What the task requires:
Give back exactly the lines of the material below that start at the line containing "let shut = builtin_solve(&base);" and end at the line containing "assert!(open.stable);", and no others.

————

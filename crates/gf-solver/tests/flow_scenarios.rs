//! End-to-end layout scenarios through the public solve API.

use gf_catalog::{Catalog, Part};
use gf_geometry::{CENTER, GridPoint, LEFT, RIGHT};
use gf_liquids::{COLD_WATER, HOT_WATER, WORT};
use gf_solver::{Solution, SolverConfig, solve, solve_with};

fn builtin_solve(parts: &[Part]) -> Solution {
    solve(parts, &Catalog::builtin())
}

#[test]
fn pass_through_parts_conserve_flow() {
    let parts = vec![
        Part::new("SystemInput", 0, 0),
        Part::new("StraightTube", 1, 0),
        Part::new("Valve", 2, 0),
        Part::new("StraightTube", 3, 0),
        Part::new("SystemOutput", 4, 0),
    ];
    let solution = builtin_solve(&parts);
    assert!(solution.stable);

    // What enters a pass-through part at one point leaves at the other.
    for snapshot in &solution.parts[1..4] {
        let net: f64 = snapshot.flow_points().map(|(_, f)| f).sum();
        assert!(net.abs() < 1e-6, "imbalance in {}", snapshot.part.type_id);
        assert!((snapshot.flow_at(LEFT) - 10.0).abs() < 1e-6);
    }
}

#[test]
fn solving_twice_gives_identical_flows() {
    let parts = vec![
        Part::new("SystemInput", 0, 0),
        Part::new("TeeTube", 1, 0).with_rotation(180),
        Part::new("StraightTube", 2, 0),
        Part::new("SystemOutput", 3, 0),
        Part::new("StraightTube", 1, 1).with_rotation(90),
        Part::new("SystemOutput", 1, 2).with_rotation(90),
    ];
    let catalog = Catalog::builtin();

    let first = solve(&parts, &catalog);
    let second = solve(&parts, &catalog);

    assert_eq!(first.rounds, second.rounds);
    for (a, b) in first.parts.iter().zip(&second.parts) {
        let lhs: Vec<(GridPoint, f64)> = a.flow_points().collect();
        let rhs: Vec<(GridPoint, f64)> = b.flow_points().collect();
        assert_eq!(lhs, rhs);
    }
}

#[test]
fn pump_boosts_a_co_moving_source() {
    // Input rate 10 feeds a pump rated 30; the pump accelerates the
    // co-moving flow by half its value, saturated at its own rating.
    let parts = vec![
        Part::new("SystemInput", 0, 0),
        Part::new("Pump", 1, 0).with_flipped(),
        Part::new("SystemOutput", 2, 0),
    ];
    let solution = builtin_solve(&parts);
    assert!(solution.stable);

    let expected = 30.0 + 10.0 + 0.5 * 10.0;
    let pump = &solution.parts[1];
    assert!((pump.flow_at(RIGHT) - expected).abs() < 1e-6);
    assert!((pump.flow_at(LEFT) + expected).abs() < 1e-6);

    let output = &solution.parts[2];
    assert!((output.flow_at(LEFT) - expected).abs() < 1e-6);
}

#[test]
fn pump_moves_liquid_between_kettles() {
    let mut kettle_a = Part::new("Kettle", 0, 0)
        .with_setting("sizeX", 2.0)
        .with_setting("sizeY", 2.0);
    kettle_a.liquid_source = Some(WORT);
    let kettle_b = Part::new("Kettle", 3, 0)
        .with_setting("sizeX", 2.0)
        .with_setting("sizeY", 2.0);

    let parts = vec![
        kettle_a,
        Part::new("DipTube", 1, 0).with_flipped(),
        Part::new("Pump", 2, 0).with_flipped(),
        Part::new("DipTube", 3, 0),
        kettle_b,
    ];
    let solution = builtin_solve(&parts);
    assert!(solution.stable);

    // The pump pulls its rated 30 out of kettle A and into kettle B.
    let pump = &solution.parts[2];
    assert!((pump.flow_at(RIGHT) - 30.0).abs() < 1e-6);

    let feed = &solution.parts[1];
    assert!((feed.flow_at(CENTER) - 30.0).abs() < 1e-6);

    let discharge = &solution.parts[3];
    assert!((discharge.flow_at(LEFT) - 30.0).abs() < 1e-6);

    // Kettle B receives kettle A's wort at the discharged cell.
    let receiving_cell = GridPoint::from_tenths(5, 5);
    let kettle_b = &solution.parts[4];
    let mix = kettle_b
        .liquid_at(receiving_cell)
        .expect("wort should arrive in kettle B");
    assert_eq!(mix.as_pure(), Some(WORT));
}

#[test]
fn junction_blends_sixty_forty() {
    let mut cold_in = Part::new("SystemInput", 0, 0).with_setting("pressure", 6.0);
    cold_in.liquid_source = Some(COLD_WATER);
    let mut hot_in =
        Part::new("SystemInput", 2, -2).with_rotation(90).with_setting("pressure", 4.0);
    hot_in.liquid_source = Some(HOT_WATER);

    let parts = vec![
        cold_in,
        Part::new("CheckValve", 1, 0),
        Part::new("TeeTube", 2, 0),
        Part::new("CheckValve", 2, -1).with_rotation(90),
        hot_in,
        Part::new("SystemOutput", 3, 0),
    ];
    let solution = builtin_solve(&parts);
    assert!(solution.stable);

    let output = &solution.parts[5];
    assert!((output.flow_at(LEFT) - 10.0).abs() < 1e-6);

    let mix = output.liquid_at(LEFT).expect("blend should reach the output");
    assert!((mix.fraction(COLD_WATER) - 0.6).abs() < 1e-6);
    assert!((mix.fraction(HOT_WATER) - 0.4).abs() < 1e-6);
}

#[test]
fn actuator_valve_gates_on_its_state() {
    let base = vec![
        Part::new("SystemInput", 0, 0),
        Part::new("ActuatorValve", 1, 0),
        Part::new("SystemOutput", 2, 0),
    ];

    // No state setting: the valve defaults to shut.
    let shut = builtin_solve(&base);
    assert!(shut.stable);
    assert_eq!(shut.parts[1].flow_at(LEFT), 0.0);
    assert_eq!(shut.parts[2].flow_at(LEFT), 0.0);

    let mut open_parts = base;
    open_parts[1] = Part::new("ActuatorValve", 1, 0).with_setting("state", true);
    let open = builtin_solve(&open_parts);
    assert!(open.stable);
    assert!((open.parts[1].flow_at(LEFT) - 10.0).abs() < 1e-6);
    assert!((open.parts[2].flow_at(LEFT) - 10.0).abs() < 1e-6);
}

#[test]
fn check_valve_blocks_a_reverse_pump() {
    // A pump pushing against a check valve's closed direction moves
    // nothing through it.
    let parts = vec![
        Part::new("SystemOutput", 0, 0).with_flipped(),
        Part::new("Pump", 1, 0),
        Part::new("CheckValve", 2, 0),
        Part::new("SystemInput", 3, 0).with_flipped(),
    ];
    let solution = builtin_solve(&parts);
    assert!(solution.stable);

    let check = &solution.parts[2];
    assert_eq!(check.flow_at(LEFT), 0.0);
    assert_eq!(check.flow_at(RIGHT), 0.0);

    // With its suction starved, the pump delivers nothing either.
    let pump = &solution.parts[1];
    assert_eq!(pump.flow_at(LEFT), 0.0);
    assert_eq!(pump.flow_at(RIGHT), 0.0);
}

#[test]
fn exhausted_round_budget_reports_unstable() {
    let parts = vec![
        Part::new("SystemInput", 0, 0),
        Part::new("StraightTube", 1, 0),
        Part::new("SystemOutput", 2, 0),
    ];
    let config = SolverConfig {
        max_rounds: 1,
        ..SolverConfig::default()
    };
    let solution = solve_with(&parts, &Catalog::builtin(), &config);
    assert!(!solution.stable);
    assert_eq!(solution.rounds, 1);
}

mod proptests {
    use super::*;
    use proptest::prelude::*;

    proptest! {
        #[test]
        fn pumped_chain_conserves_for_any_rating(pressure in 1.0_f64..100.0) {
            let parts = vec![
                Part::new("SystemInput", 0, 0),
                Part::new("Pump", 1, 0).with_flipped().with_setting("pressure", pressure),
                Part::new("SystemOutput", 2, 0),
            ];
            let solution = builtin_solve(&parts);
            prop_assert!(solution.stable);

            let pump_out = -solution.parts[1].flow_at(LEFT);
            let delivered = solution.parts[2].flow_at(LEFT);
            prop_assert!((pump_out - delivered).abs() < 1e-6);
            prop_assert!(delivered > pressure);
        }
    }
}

————

Solution to this exercise:
    let shut = builtin_solve(&base);
    assert!(shut.stable);
    assert_eq!(shut.parts[1].flow_at(LEFT), 0.0);
    assert_eq!(shut.parts[2].flow_at(LEFT), 0.0);

    let mut open_parts = base;
    open_parts[1] = Part::new("ActuatorValve", 1, 0).with_setting("state", true);
    let open = builtin_solve(&open_parts);
    assert!(open.stable);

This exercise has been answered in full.